The Benefits of Paid Sick Leave for Employers, Workers, Families, and Communities
In the wake of COVID-19, the Centers for Disease Control recommends that workers stay home when sick. But for the roughly 33.6 million workers who do not have access to paid sick leave, abiding by this recommendation is a near impossibility. One study found that nearly 95% of Americans support paid leave for workers impacted by the coronavirus — despite this, the anti-worker “Freedom” Foundation remains staunch in their stance against the lifesaving and widely approved workplace benefit calling it a “a cure worse than the disease.”
While unions across the country are doing all they can to protect and support workers on the frontline — ensuring salary continuation for quarantined workers, expediting access to protective personal equipment, and calling for Courageous Duty Pay for public-facing workers — the billionaire-funded “Freedom” Foundation and their staff continue to spread misinformation, mock union workers fighting the pandemic, and politicize the pandemic by trying to convince politicians to forcibly stop voluntary union dues. They’ve even harassed firefighters at their homes because they’re union members.
Despite the Freedom Foundation’s opposition, the studies on paid sick leave prove the policy not only benefits workers, but also their families, their employers, and their communities.
Benefits for Employers
One of the billionaire-funded front group’s primary talking points against paid sick leave is the myth of the undue financial burden the policy has on employers. The Northwest Accountability Project has debunked that myth in another blog post — when workers are provided with paid sick leave, it actually financially benefits employers by preventing the workplace spread of illness and reducing employee turnover. However, the benefits for employers extend far beyond this: a study published in the Journal of Occupational and Environmental Medicine found that the availability of paid sick leave could help reduce the incidence of workplace injury. Workers with paid sick leave are 28% less likely to be injured at work. For employers, this means increased productivity, fewer worker compensation claims, and higher overall employee workplace satisfaction.
Benefits for Workers
For workers, the benefits may seem obvious — a worker does not have to choose between getting paid and going to work while ill — but the true range of benefits is more far-reaching. According to a study by the BMC Public Health, the lack of paid sick leave is a barrier to obtaining lifesaving cancer screenings and other medical care. Meaning, having access to paid sick leave was positively associated with the ability to seek testing and preventive care. A 2017 study from the Economic Policy Institute found that paid sick leave grants workers with the security to care for themselves, while still being able to provide necessities for their families: “The average worker without access to paid sick leave for about three days lost wages that amounted to a household’s entire monthly grocery budget or monthly utilities budget.”
Benefits for Families
For families, the benefits are wide-ranging. Parents and caregivers with paid sick leave are better equipped to care for of family members, due to their ability to take paid time off to stay home with them while ill and take them to the routine medical appointments. The Journal of The Americans Academy of Pediatrics found that parents without access to paid sick leave would be more likely to send their child(ren) to school sick. In a similar vein, a study by the National Partnership for Women and Families found that parents without paid sick leave were “2.5 times more likely than those with paid sick days to report taking a child or family member to the emergency room because they were unable to take time off during their normal job hours.” Furthermore, children whose parents have access to paid sick leave were 13% more likely to get the flu vaccine and also 13% more likely to have received an annual checkup.
Benefits for Communities
The benefits of paid sick leave even extend to the larger community: the Institute for Women’s Policy Research found that 1.3 million emergency room visits in the US could be prevented each year by providing workers with paid sick leave. According to this same study, this translates to a reduction in medical costs by an astronomical $1.1. billion annually and over $500 million saved for public insurance programs. The Center for American Progress reported that paid sick leave could curb the spread of COVID-19.

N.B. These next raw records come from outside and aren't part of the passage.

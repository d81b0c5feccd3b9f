//! The game state machine.
//!
//! [`GameEngine`] validates a move, applies it, inspects the board and
//! commits the move, the acting player and the game through a
//! [`GameStore`]. Single-player games get a bot reply through the same
//! path.

use std::collections::HashMap;
use std::sync::{Arc, Mutex, PoisonError};

use derive_more::Display;
use tracing::{debug, error, info, instrument, warn};

use crate::bot::{BotStrategy, StrategyError};
use crate::config::EngineConfig;
use crate::game::{Game, GameError, GameId, GameStatus, Move, MoveRequest, NewGame, Player, PlayerId};
use crate::rules::{MoveError, Outcome, RejectionKind, detect_outcome_concurrent, validate_move};
use crate::store::{GameStore, StoreError};

/// Error returned by engine operations.
#[derive(Debug, Clone, Display)]
pub enum EngineError {
    /// Move off the board or onto an occupied cell.
    #[display("Invalid move: {}", _0)]
    InvalidMove(MoveError),

    /// Move out of turn or with the previous move's symbol.
    #[display("Turn violation: {}", _0)]
    TurnViolation(MoveError),

    /// The game already reached a terminal status.
    #[display("Game {} was already finished ({})", game, status)]
    GameOver {
        /// The game.
        game: GameId,
        /// Its terminal status.
        status: GameStatus,
    },

    /// A referenced record does not exist.
    #[display("{} {} not found", entity, key)]
    NotFound {
        /// Kind of record.
        entity: &'static str,
        /// Key that was looked up.
        key: String,
    },

    /// The store failed.
    #[display("{}", _0)]
    Store(StoreError),

    /// The bot could not choose a move.
    #[display("Bot failed: {}", _0)]
    Strategy(StrategyError),

    /// The game could not be created.
    #[display("Invalid game: {}", _0)]
    Game(GameError),
}

impl std::error::Error for EngineError {
    fn source(&self) -> Option<&(dyn std::error::Error + 'static)> {
        match self {
            EngineError::InvalidMove(e) | EngineError::TurnViolation(e) => Some(e),
            EngineError::Store(e) => Some(e),
            EngineError::Strategy(e) => Some(e),
            EngineError::Game(e) => Some(e),
            EngineError::GameOver { .. } | EngineError::NotFound { .. } => None,
        }
    }
}

impl From<MoveError> for EngineError {
    fn from(err: MoveError) -> Self {
        match err.kind() {
            RejectionKind::Invalid => EngineError::InvalidMove(err),
            RejectionKind::TurnViolation => EngineError::TurnViolation(err),
        }
    }
}

impl From<StoreError> for EngineError {
    fn from(err: StoreError) -> Self {
        EngineError::Store(err)
    }
}

impl From<StrategyError> for EngineError {
    fn from(err: StrategyError) -> Self {
        EngineError::Strategy(err)
    }
}

impl From<GameError> for EngineError {
    fn from(err: GameError) -> Self {
        EngineError::Game(err)
    }
}

impl EngineError {
    /// The rejection class when the move itself was refused.
    pub fn rejection_kind(&self) -> Option<RejectionKind> {
        match self {
            EngineError::InvalidMove(_) => Some(RejectionKind::Invalid),
            EngineError::TurnViolation(_) => Some(RejectionKind::TurnViolation),
            _ => None,
        }
    }

    fn not_found(entity: &'static str, key: impl ToString) -> Self {
        EngineError::NotFound {
            entity,
            key: key.to_string(),
        }
    }
}

/// Per-game async locks for the read-validate-write sequence.
///
/// An entry lives only while some turn holds or waits on it.
#[derive(Debug, Default)]
struct GameLocks {
    locks: Mutex<HashMap<GameId, Arc<tokio::sync::Mutex<()>>>>,
}

impl GameLocks {
    fn slot(&self, game: GameId) -> LockSlot<'_> {
        let mut locks = self.locks.lock().unwrap_or_else(PoisonError::into_inner);
        let lock = locks.entry(game).or_default().clone();
        LockSlot {
            locks: self,
            game,
            lock,
        }
    }

    #[cfg(test)]
    fn len(&self) -> usize {
        self.locks.lock().unwrap_or_else(PoisonError::into_inner).len()
    }
}

/// A claim on one game's lock. Dropping the last claim removes the entry.
struct LockSlot<'a> {
    locks: &'a GameLocks,
    game: GameId,
    lock: Arc<tokio::sync::Mutex<()>>,
}

impl LockSlot<'_> {
    async fn acquire(&self) -> tokio::sync::MutexGuard<'_, ()> {
        self.lock.lock().await
    }
}

impl Drop for LockSlot<'_> {
    fn drop(&mut self) {
        let mut locks = self.locks.locks.lock().unwrap_or_else(PoisonError::into_inner);
        // Clones are only taken under the map lock: the map and this slot
        // are the last two holders.
        if Arc::strong_count(&self.lock) <= 2 {
            locks.remove(&self.game);
            debug!(game_id = %self.game, "Released game lock");
        }
    }
}

/// Runs moves against games held by a store.
#[derive(Debug)]
pub struct GameEngine<S> {
    store: S,
    strategy: Box<dyn BotStrategy>,
    config: EngineConfig,
    locks: GameLocks,
}

impl<S: GameStore> GameEngine<S> {
    /// Creates an engine using the strategy named in `config`.
    #[instrument(skip(store))]
    pub fn new(store: S, config: EngineConfig) -> Self {
        let strategy = config.bot_strategy().build(*config.seed());
        Self::with_strategy(store, config, strategy)
    }

    /// Creates an engine with an explicit bot strategy.
    #[instrument(skip(store, config, strategy), fields(strategy = strategy.name()))]
    pub fn with_strategy(store: S, config: EngineConfig, strategy: Box<dyn BotStrategy>) -> Self {
        info!(bot_handle = %config.bot_handle(), "Creating game engine");
        Self {
            store,
            strategy,
            config,
            locks: GameLocks::default(),
        }
    }

    /// The underlying store.
    pub fn store(&self) -> &S {
        &self.store
    }

    /// The active configuration.
    pub fn config(&self) -> &EngineConfig {
        &self.config
    }

    /// The bot's strategy.
    pub fn strategy(&self) -> &dyn BotStrategy {
        self.strategy.as_ref()
    }

    /// Returns the bot player, creating it if it does not exist yet.
    ///
    /// # Errors
    ///
    /// Returns [`EngineError::Store`] if the lookup or creation fails.
    #[instrument(skip(self))]
    pub async fn ensure_bot_player(&self) -> Result<Player, EngineError> {
        let handle = self.config.bot_handle();
        if let Some(bot) = self.store.find_player_by_handle(handle).await? {
            debug!(bot_id = %bot.id(), "Bot player exists");
            return Ok(bot);
        }
        let bot = self.store.create_player(handle).await?;
        info!(bot_id = %bot.id(), handle = %handle, "Bot player created");
        Ok(bot)
    }

    /// Creates a game for one or two players.
    ///
    /// `size` defaults to the configured board size.
    ///
    /// # Errors
    ///
    /// Returns [`EngineError::Game`] for a bad player list or size,
    /// [`EngineError::NotFound`] for an unknown player, or a store error.
    #[instrument(skip(self))]
    pub async fn create_game(
        &self,
        players: Vec<PlayerId>,
        size: Option<usize>,
    ) -> Result<Game, EngineError> {
        let size = size.unwrap_or(*self.config.default_size());
        let new_game = NewGame::new(players, size, self.config.size_bounds())?;
        for &player in new_game.players() {
            if self.store.find_player(player).await?.is_none() {
                warn!(%player, "Unknown player in new game");
                return Err(EngineError::not_found("Player", player));
            }
        }
        let game = self.store.create_game(new_game).await?;
        info!(game_id = %game.id(), size, multiplayer = game.multiplayer(), "Game created");
        Ok(game)
    }

    /// Looks up a game.
    ///
    /// # Errors
    ///
    /// Returns [`EngineError::NotFound`] if the game does not exist.
    #[instrument(skip(self))]
    pub async fn game(&self, id: GameId) -> Result<Game, EngineError> {
        self.store
            .find_game(id)
            .await?
            .ok_or_else(|| EngineError::not_found("Game", id))
    }

    /// Every move of a game, oldest first.
    ///
    /// # Errors
    ///
    /// Returns [`EngineError::NotFound`] for an unknown game or a store error.
    #[instrument(skip(self))]
    pub async fn history(&self, id: GameId) -> Result<Vec<Move>, EngineError> {
        self.game(id).await?;
        Ok(self.store.moves(id).await?)
    }

    /// Applies one move and commits the result.
    ///
    /// On rejection nothing is written; reload the game to retry.
    ///
    /// # Errors
    ///
    /// - [`EngineError::GameOver`] for a terminal game
    /// - [`EngineError::NotFound`] for an unknown acting player
    /// - [`EngineError::InvalidMove`] / [`EngineError::TurnViolation`] when
    ///   validation fails
    /// - [`EngineError::Store`] if any read or write fails
    #[instrument(skip(self, game), fields(game_id = %game.id(), player = %request.player, position = %request.position))]
    pub async fn execute_move(&self, game: Game, request: MoveRequest) -> Result<Game, EngineError> {
        self.commit_move(game, request).await.map(|(game, _)| game)
    }

    /// Builds the bot's reply to `previous`.
    ///
    /// The bot plays the symbol `previous` did not use.
    ///
    /// # Errors
    ///
    /// Returns [`EngineError::NotFound`] if the bot player is missing, or
    /// [`EngineError::Strategy`] if the board is full.
    #[instrument(skip(self, game, previous), fields(game_id = %game.id(), strategy = self.strategy.name()))]
    pub async fn bot_move(&self, game: &Game, previous: &Move) -> Result<MoveRequest, EngineError> {
        let handle = self.config.bot_handle();
        let bot = self
            .store
            .find_player_by_handle(handle)
            .await?
            .ok_or_else(|| EngineError::not_found("Player", handle))?;
        let position = self.strategy.choose_move(game.board())?;
        let symbol = previous.symbol().opponent();
        debug!(%position, %symbol, "Bot chose move");
        Ok(MoveRequest::new(*bot.id(), symbol, position))
    }

    /// Plays one turn: the caller's move, then the bot's reply when the
    /// game is single-player and still running.
    ///
    /// Turns on the same game are serialized.
    ///
    /// # Errors
    ///
    /// Anything [`GameEngine::execute_move`] or [`GameEngine::bot_move`]
    /// returns, plus [`EngineError::NotFound`] for an unknown game.
    #[instrument(skip(self), fields(player = %request.player, position = %request.position))]
    pub async fn play_turn(&self, game_id: GameId, request: MoveRequest) -> Result<Game, EngineError> {
        self.game(game_id).await?;

        let slot = self.locks.slot(game_id);
        let _guard = slot.acquire().await;

        let game = self.game(game_id).await?;
        let (game, played) = self.commit_move(game, request).await?;

        if game.multiplayer() || game.status() != GameStatus::InProgress {
            return Ok(game);
        }

        let reply = self.bot_move(&game, &played).await?;
        let (game, _) = self.commit_move(game, reply).await?;
        Ok(game)
    }

    async fn commit_move(&self, mut game: Game, request: MoveRequest) -> Result<(Game, Move), EngineError> {
        if game.status().is_terminal() {
            warn!(status = %game.status(), "Move against finished game");
            return Err(EngineError::GameOver {
                game: game.id(),
                status: game.status(),
            });
        }

        let mut player = self
            .store
            .find_player(request.player)
            .await?
            .ok_or_else(|| EngineError::not_found("Player", request.player))?;

        let previous = self.store.latest_move(game.id()).await?;
        validate_move(game.board(), &request, previous.as_ref())?;

        let played = Move::new(game.id(), request);
        game.place(request.position, request.symbol);
        game.set_status(GameStatus::InProgress);

        match detect_outcome_concurrent(game.board()).await {
            Outcome::Win(line) => {
                game.finish(*player.id());
                player.record_victory();
                info!(winner = %player.id(), %line, victories = player.victories(), "Game won");
            }
            Outcome::Tie => {
                game.set_status(GameStatus::Tie);
                info!("Game tied");
            }
            Outcome::Ongoing => debug!("Game continues"),
        }

        self.persist(&played, &player, &game).await?;
        Ok((game, played))
    }

    /// Writes the three records concurrently and waits for all of them.
    ///
    /// There is no rollback: a failed write leaves the others in place.
    async fn persist(&self, played: &Move, player: &Player, game: &Game) -> Result<(), EngineError> {
        let (move_written, player_written, game_written) = tokio::join!(
            self.store.append_move(played),
            self.store.save_player(player),
            self.store.save_game(game),
        );

        let mut first_failure = None;
        for (record, result) in [
            ("move", move_written),
            ("player", player_written),
            ("game", game_written),
        ] {
            if let Err(e) = result {
                error!(record, error = %e, "Write failed");
                first_failure.get_or_insert(e);
            }
        }

        match first_failure {
            Some(e) => Err(EngineError::Store(e)),
            None => {
                debug!(status = %game.status(), "Move committed");
                Ok(())
            }
        }
    }
}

A study by the New York City of Consumer Affairs found that after the city implemented a paid sick leave mandate, the economy flourished: Unemployment dropped to the lowest it had been in six years, the labor participation rate reached a record high of 70%, and the private sector added 112,300 jobs.

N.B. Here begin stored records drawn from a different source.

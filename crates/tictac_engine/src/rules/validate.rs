//! Move legality checks.

use derive_more::{Display, Error};
use tracing::{debug, instrument, warn};

use crate::game::{Move, MoveRequest, PlayerId};
use crate::types::{Board, Position, Symbol};

/// How severe a rejected move is.
#[derive(Debug, Clone, Copy, PartialEq, Eq, Hash, strum::Display)]
#[strum(serialize_all = "snake_case")]
pub enum RejectionKind {
    /// Off the board or onto an occupied cell; the caller may retry.
    Invalid,
    /// Out of turn or reusing the previous symbol.
    TurnViolation,
}

/// Reason a move was rejected.
#[derive(Debug, Clone, PartialEq, Eq, Display, Error)]
pub enum MoveError {
    /// Target cell lies outside the board.
    #[display("Position {} is outside a {}x{} board", position, size, size)]
    OutOfBounds {
        /// Requested cell.
        position: Position,
        /// Board side length.
        size: usize,
    },

    /// Target cell already holds a symbol.
    #[display("Cell {} is already occupied", position)]
    CellOccupied {
        /// Requested cell.
        position: Position,
    },

    /// The same player made the previous move.
    #[display("Player {} already played its turn", player)]
    AlreadyPlayed {
        /// The acting player.
        player: PlayerId,
    },

    /// The previous move used the same symbol.
    #[display("Player is not allowed to use symbol {}", symbol)]
    SymbolReused {
        /// The repeated symbol.
        symbol: Symbol,
    },
}

impl MoveError {
    /// Classifies the rejection.
    pub fn kind(&self) -> RejectionKind {
        match self {
            MoveError::OutOfBounds { .. } | MoveError::CellOccupied { .. } => {
                RejectionKind::Invalid
            }
            MoveError::AlreadyPlayed { .. } | MoveError::SymbolReused { .. } => {
                RejectionKind::TurnViolation
            }
        }
    }

    /// True for out-of-turn and repeated-symbol rejections.
    pub fn is_turn_violation(&self) -> bool {
        self.kind() == RejectionKind::TurnViolation
    }
}

/// Checks a candidate move against the board and the previous move.
///
/// Board checks run first, so an occupied cell is reported as
/// [`RejectionKind::Invalid`] even when the move is also out of turn.
///
/// # Errors
///
/// Returns the first [`MoveError`] found.
#[instrument(skip(board, previous), fields(size = board.size(), has_previous = previous.is_some()))]
pub fn validate_move(
    board: &Board,
    candidate: &MoveRequest,
    previous: Option<&Move>,
) -> Result<(), MoveError> {
    let position = candidate.position;

    if !board.contains(position) {
        warn!(%position, "Move outside the board");
        return Err(MoveError::OutOfBounds {
            position,
            size: board.size(),
        });
    }

    if !board.is_empty(position) {
        warn!(%position, "Move onto occupied cell");
        return Err(MoveError::CellOccupied { position });
    }

    let Some(previous) = previous else {
        debug!("First move of the game");
        return Ok(());
    };

    if *previous.player() == candidate.player {
        warn!(player = %candidate.player, "Player moved twice in a row");
        return Err(MoveError::AlreadyPlayed {
            player: candidate.player,
        });
    }

    if *previous.symbol() == candidate.symbol {
        warn!(symbol = %candidate.symbol, "Symbol repeated");
        return Err(MoveError::SymbolReused {
            symbol: candidate.symbol,
        });
    }

    Ok(())
}

#[cfg(test)]
mod tests {
    use super::*;
    use crate::game::GameId;

    fn request(player: u64, symbol: Symbol, row: usize, column: usize) -> MoveRequest {
        MoveRequest::new(PlayerId::from(player), symbol, Position::new(row, column))
    }

    fn committed(player: u64, symbol: Symbol, row: usize, column: usize) -> Move {
        Move::new(GameId::from(1), request(player, symbol, row, column))
    }

    #[test]
    fn test_first_move_accepted() {
        let board = Board::new(3);
        assert_eq!(validate_move(&board, &request(1, Symbol::O, 2, 2), None), Ok(()));
    }

    #[test]
    fn test_out_of_bounds_is_invalid() {
        let board = Board::new(3);
        let err = validate_move(&board, &request(1, Symbol::X, 3, 0), None).unwrap_err();
        assert_eq!(err.kind(), RejectionKind::Invalid);
        let err = validate_move(&board, &request(1, Symbol::X, 0, 3), None).unwrap_err();
        assert!(matches!(err, MoveError::OutOfBounds { size: 3, .. }));
    }

    #[test]
    fn test_occupied_cell_is_invalid() {
        let mut board = Board::new(3);
        board.place(Position::new(1, 1), Symbol::X);
        let previous = committed(1, Symbol::X, 1, 1);
        let err = validate_move(&board, &request(2, Symbol::O, 1, 1), Some(&previous)).unwrap_err();
        assert_eq!(err, MoveError::CellOccupied { position: Position::new(1, 1) });
        assert!(!err.is_turn_violation());
    }

    #[test]
    fn test_same_player_twice_is_turn_violation() {
        let mut board = Board::new(3);
        board.place(Position::new(0, 0), Symbol::X);
        let previous = committed(1, Symbol::X, 0, 0);
        let err = validate_move(&board, &request(1, Symbol::O, 1, 1), Some(&previous)).unwrap_err();
        assert!(matches!(err, MoveError::AlreadyPlayed { .. }));
        assert!(err.is_turn_violation());
    }

    #[test]
    fn test_same_symbol_twice_is_turn_violation() {
        let mut board = Board::new(3);
        board.place(Position::new(0, 0), Symbol::X);
        let previous = committed(1, Symbol::X, 0, 0);
        let err = validate_move(&board, &request(2, Symbol::X, 1, 1), Some(&previous)).unwrap_err();
        assert_eq!(err, MoveError::SymbolReused { symbol: Symbol::X });
        assert_eq!(err.kind(), RejectionKind::TurnViolation);
    }

    #[test]
    fn test_alternating_move_accepted() {
        let mut board = Board::new(3);
        board.place(Position::new(0, 0), Symbol::X);
        let previous = committed(1, Symbol::X, 0, 0);
        assert!(validate_move(&board, &request(2, Symbol::O, 1, 1), Some(&previous)).is_ok());
    }
}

For marginalized communities, the necessity for paid sick leave is even more dire. Latinx workers are among the least likely of any racial group to have access to paid sick leave, and an additional 1.2 million cases of flu-like illness during the 2009 H1N1 pandemic among Latinx workers can be attributed to the lack of paid sick leave. For survivors of domestic violence, the National Partnership of Women and Families advocates for paid sick days as a standard to “help provide victims and survivors [with] the support and job stability they need to escape and address violence.”

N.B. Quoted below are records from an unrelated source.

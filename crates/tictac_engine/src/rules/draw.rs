//! Tie detection.

use crate::types::Board;
use tracing::instrument;

/// Checks if every cell is occupied.
///
/// A full board with no winning line is a tie.
#[instrument(skip(board), fields(size = board.size()))]
pub fn is_full(board: &Board) -> bool {
    board.rows().iter().flatten().all(|cell| !cell.is_empty())
}

#[cfg(test)]
mod tests {
    use super::*;
    use crate::types::{Position, Symbol};

    #[test]
    fn test_empty_board_not_full() {
        assert!(!is_full(&Board::new(3)));
    }

    #[test]
    fn test_partial_board_not_full() {
        let mut board = Board::new(2);
        board.place(Position::new(0, 0), Symbol::X);
        board.place(Position::new(0, 1), Symbol::O);
        board.place(Position::new(1, 0), Symbol::X);
        assert!(!is_full(&board));
    }

    #[test]
    fn test_full_board() {
        let mut board = Board::new(2);
        for (i, pos) in board.empty_positions().into_iter().enumerate() {
            let symbol = if i % 2 == 0 { Symbol::X } else { Symbol::O };
            board.place(pos, symbol);
        }
        assert!(is_full(&board));
    }
}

Now more than ever, workers need the stability and security of paid sick leave. With each passing day, the so-called “Freedom” Foundation and their anti-worker, anti-paid sick leave agenda drift further into the billionaire-class fringes. They are so clearly on the wrong side of this battle. Across the board, from employers and their families to communities and entire cities, we see that paid sick leave has a rippling, positive effect. Paid sick leave does more than just allow workers to stay home when sick, it allows for broad, positive economic transformation.